*WORK INSTRUCTION*:
I need the number of lines in the data that contain the word "exits", and nothing beyond it.

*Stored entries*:
* * * * *
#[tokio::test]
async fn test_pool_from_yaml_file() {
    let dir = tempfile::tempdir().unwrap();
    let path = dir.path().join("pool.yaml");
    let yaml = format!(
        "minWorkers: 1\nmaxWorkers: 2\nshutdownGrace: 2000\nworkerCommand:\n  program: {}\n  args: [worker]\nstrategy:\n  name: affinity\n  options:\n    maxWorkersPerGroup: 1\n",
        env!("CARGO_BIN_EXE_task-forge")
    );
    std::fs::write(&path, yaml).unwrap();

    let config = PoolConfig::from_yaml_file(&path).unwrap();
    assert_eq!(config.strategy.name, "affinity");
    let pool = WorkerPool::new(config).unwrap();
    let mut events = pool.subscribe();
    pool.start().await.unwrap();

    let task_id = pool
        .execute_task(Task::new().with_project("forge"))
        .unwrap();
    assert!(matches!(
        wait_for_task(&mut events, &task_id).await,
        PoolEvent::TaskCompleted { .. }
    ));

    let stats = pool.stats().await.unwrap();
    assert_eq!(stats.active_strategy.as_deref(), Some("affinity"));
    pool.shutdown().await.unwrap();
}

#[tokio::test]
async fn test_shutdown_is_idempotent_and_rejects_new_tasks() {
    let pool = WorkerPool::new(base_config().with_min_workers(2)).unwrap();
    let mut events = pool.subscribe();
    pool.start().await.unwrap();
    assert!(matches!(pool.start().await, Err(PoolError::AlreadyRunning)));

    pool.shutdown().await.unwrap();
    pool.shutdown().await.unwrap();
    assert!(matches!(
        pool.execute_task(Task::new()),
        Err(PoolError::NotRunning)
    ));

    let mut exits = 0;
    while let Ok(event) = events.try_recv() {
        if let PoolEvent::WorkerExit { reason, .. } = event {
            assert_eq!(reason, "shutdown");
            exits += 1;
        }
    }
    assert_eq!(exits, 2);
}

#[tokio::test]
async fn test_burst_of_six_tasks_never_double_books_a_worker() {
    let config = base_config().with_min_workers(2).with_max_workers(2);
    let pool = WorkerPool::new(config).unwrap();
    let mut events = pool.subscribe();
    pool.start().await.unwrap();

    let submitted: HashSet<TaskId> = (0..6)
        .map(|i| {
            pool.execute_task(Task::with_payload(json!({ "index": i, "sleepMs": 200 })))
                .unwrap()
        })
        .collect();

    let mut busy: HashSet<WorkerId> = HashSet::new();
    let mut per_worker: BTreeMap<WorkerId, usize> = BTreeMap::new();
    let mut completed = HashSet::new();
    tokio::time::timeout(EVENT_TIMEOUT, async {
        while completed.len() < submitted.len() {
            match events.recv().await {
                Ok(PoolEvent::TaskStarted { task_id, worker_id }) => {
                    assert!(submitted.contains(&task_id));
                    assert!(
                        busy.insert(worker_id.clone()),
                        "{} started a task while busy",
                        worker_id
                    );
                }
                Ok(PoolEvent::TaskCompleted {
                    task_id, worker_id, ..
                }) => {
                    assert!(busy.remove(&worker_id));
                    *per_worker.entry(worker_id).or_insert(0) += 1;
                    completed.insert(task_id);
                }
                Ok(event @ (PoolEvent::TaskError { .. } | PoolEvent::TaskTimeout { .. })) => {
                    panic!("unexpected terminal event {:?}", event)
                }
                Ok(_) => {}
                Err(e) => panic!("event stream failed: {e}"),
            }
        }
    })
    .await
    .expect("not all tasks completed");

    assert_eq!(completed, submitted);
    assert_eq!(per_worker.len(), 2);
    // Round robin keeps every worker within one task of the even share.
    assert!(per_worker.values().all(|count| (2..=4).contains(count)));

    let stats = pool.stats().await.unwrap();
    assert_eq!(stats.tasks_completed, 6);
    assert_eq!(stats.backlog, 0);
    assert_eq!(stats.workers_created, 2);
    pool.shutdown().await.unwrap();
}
* * * * *
*WRITTEN ANSWER*:
3